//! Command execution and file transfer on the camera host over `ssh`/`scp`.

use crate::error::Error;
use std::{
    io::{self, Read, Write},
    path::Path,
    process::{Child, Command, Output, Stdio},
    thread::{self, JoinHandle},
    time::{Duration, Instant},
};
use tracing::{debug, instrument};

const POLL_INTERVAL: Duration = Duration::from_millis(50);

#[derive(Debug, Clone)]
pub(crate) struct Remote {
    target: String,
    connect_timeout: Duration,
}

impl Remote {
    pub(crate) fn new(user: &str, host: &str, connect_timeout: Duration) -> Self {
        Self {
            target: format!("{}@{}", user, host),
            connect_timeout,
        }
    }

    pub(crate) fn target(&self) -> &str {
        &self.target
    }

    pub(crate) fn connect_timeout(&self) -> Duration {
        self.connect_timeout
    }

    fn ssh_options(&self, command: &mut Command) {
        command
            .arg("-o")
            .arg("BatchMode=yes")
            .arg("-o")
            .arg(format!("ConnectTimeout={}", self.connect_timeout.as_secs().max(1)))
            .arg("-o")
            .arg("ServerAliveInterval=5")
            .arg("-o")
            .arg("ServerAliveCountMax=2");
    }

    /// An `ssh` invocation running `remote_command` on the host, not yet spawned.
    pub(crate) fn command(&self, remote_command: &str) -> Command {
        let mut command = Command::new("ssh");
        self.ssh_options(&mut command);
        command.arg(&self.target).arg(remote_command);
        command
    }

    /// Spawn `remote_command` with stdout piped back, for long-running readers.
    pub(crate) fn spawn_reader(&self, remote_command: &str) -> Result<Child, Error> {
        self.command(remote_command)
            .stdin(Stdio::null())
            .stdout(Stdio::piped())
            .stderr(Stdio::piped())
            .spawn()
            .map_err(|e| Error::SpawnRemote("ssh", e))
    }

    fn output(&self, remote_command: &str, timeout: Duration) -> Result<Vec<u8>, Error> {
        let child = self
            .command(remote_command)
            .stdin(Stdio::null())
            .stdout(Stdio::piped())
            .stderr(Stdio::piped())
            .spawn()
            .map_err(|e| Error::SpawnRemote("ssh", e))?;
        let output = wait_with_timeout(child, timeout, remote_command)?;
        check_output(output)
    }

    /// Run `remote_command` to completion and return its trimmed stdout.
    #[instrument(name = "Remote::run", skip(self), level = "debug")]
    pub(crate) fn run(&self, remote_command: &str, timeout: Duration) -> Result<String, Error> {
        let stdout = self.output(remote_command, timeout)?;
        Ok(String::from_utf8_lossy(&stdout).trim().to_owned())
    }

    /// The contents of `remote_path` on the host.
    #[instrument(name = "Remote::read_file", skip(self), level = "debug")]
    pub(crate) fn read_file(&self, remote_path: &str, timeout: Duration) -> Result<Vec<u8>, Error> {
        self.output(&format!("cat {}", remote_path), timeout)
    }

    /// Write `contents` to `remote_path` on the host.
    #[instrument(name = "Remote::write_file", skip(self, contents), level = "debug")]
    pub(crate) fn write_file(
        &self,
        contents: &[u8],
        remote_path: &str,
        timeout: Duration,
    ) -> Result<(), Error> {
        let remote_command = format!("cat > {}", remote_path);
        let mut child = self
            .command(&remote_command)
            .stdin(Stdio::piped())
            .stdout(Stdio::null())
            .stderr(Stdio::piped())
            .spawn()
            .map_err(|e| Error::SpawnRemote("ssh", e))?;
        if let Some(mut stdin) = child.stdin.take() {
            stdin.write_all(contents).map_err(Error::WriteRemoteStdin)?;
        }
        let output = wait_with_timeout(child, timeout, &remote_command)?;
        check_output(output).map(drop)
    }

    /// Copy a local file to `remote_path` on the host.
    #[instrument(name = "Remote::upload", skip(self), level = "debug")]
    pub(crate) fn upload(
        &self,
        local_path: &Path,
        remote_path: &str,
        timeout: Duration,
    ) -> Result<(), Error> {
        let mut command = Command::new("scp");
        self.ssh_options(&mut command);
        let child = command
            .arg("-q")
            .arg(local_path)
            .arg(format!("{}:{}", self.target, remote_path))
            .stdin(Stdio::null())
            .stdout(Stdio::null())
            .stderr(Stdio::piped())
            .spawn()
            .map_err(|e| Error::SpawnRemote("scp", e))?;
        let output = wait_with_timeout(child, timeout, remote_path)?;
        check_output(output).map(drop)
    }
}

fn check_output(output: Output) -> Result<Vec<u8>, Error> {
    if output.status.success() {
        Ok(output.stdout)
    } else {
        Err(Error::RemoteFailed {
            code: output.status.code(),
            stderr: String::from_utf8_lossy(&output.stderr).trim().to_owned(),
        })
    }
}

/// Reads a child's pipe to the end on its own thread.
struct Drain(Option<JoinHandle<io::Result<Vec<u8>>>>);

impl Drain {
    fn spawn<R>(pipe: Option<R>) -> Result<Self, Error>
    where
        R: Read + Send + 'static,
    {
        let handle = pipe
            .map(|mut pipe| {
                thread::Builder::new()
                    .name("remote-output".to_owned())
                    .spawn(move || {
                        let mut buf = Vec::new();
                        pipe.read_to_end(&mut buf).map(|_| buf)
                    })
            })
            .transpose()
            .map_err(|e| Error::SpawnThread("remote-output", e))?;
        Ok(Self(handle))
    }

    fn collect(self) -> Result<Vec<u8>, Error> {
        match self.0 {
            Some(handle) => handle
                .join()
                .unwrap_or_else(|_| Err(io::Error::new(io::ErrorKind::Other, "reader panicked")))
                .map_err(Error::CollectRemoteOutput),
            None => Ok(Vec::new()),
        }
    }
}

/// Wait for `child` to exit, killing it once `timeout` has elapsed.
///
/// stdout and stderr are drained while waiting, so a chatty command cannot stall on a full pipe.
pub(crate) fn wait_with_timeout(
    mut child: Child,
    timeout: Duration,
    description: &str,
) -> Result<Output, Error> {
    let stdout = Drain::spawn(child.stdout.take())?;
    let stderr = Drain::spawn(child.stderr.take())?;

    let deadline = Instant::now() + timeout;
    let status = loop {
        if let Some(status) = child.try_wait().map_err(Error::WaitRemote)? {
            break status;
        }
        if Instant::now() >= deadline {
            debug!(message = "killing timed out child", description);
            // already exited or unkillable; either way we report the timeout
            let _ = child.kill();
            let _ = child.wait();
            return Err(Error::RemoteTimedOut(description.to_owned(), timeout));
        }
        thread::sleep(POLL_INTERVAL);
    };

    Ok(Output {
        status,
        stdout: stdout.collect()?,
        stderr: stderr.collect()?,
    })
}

◆ Prompt ◆
All lines above are to be transcribed exactly.

◆ Result below ◆
//! Command execution and file transfer on the camera host over `ssh`/`scp`.

use crate::error::Error;
use std::{
    io::{self, Read, Write},
    path::Path,
    process::{Child, Command, Output, Stdio},
    thread::{self, JoinHandle},
    time::{Duration, Instant},
};
use tracing::{debug, instrument};

const POLL_INTERVAL: Duration = Duration::from_millis(50);

#[derive(Debug, Clone)]
pub(crate) struct Remote {
    target: String,
    connect_timeout: Duration,
}

impl Remote {
    pub(crate) fn new(user: &str, host: &str, connect_timeout: Duration) -> Self {
        Self {
            target: format!("{}@{}", user, host),
            connect_timeout,
        }
    }

    pub(crate) fn target(&self) -> &str {
        &self.target
    }

    pub(crate) fn connect_timeout(&self) -> Duration {
        self.connect_timeout
    }

    fn ssh_options(&self, command: &mut Command) {
        command
            .arg("-o")
            .arg("BatchMode=yes")
            .arg("-o")
            .arg(format!("ConnectTimeout={}", self.connect_timeout.as_secs().max(1)))
            .arg("-o")
            .arg("ServerAliveInterval=5")
            .arg("-o")
            .arg("ServerAliveCountMax=2");
    }

    /// An `ssh` invocation running `remote_command` on the host, not yet spawned.
    pub(crate) fn command(&self, remote_command: &str) -> Command {
        let mut command = Command::new("ssh");
        self.ssh_options(&mut command);
        command.arg(&self.target).arg(remote_command);
        command
    }

    /// Spawn `remote_command` with stdout piped back, for long-running readers.
    pub(crate) fn spawn_reader(&self, remote_command: &str) -> Result<Child, Error> {
        self.command(remote_command)
            .stdin(Stdio::null())
            .stdout(Stdio::piped())
            .stderr(Stdio::piped())
            .spawn()
            .map_err(|e| Error::SpawnRemote("ssh", e))
    }

    fn output(&self, remote_command: &str, timeout: Duration) -> Result<Vec<u8>, Error> {
        let child = self
            .command(remote_command)
            .stdin(Stdio::null())
            .stdout(Stdio::piped())
            .stderr(Stdio::piped())
            .spawn()
            .map_err(|e| Error::SpawnRemote("ssh", e))?;
        let output = wait_with_timeout(child, timeout, remote_command)?;
        check_output(output)
    }

    /// Run `remote_command` to completion and return its trimmed stdout.
    #[instrument(name = "Remote::run", skip(self), level = "debug")]
    pub(crate) fn run(&self, remote_command: &str, timeout: Duration) -> Result<String, Error> {
        let stdout = self.output(remote_command, timeout)?;
        Ok(String::from_utf8_lossy(&stdout).trim().to_owned())
    }

    /// The contents of `remote_path` on the host.
    #[instrument(name = "Remote::read_file", skip(self), level = "debug")]
    pub(crate) fn read_file(&self, remote_path: &str, timeout: Duration) -> Result<Vec<u8>, Error> {
        self.output(&format!("cat {}", remote_path), timeout)
    }

    /// Write `contents` to `remote_path` on the host.
    #[instrument(name = "Remote::write_file", skip(self, contents), level = "debug")]
    pub(crate) fn write_file(
        &self,
        contents: &[u8],
        remote_path: &str,
        timeout: Duration,
    ) -> Result<(), Error> {
        let remote_command = format!("cat > {}", remote_path);
        let mut child = self
            .command(&remote_command)
            .stdin(Stdio::piped())
            .stdout(Stdio::null())
            .stderr(Stdio::piped())
            .spawn()
            .map_err(|e| Error::SpawnRemote("ssh", e))?;
        if let Some(mut stdin) = child.stdin.take() {
            stdin.write_all(contents).map_err(Error::WriteRemoteStdin)?;
        }
        let output = wait_with_timeout(child, timeout, &remote_command)?;
        check_output(output).map(drop)
    }

    /// Copy a local file to `remote_path` on the host.
    #[instrument(name = "Remote::upload", skip(self), level = "debug")]
    pub(crate) fn upload(
        &self,
        local_path: &Path,
        remote_path: &str,
        timeout: Duration,
    ) -> Result<(), Error> {
        let mut command = Command::new("scp");
        self.ssh_options(&mut command);
        let child = command
            .arg("-q")
            .arg(local_path)
            .arg(format!("{}:{}", self.target, remote_path))
            .stdin(Stdio::null())
            .stdout(Stdio::null())
            .stderr(Stdio::piped())
            .spawn()
            .map_err(|e| Error::SpawnRemote("scp", e))?;
        let output = wait_with_timeout(child, timeout, remote_path)?;
        check_output(output).map(drop)
    }
}

fn check_output(output: Output) -> Result<Vec<u8>, Error> {
    if output.status.success() {
        Ok(output.stdout)
    } else {
        Err(Error::RemoteFailed {
            code: output.status.code(),
            stderr: String::from_utf8_lossy(&output.stderr).trim().to_owned(),
        })
    }
}

/// Reads a child's pipe to the end on its own thread.
struct Drain(Option<JoinHandle<io::Result<Vec<u8>>>>);

impl Drain {
    fn spawn<R>(pipe: Option<R>) -> Result<Self, Error>
    where
        R: Read + Send + 'static,
    {
        let handle = pipe
            .map(|mut pipe| {
                thread::Builder::new()
                    .name("remote-output".to_owned())
                    .spawn(move || {
                        let mut buf = Vec::new();
                        pipe.read_to_end(&mut buf).map(|_| buf)
                    })
            })
            .transpose()
            .map_err(|e| Error::SpawnThread("remote-output", e))?;
        Ok(Self(handle))
    }

    fn collect(self) -> Result<Vec<u8>, Error> {
        match self.0 {
            Some(handle) => handle
                .join()
                .unwrap_or_else(|_| Err(io::Error::new(io::ErrorKind::Other, "reader panicked")))
                .map_err(Error::CollectRemoteOutput),
            None => Ok(Vec::new()),
        }
    }
}

/// Wait for `child` to exit, killing it once `timeout` has elapsed.
///
/// stdout and stderr are drained while waiting, so a chatty command cannot stall on a full pipe.
pub(crate) fn wait_with_timeout(
    mut child: Child,
    timeout: Duration,
    description: &str,
) -> Result<Output, Error> {
    let stdout = Drain::spawn(child.stdout.take())?;
    let stderr = Drain::spawn(child.stderr.take())?;

    let deadline = Instant::now() + timeout;
    let status = loop {
        if let Some(status) = child.try_wait().map_err(Error::WaitRemote)? {
            break status;
        }
        if Instant::now() >= deadline {
            debug!(message = "killing timed out child", description);
            // already exited or unkillable; either way we report the timeout
            let _ = child.kill();
            let _ = child.wait();
            return Err(Error::RemoteTimedOut(description.to_owned(), timeout));
        }
        thread::sleep(POLL_INTERVAL);
    };

    Ok(Output {
        status,
        stdout: stdout.collect()?,
        stderr: stderr.collect()?,
    })
}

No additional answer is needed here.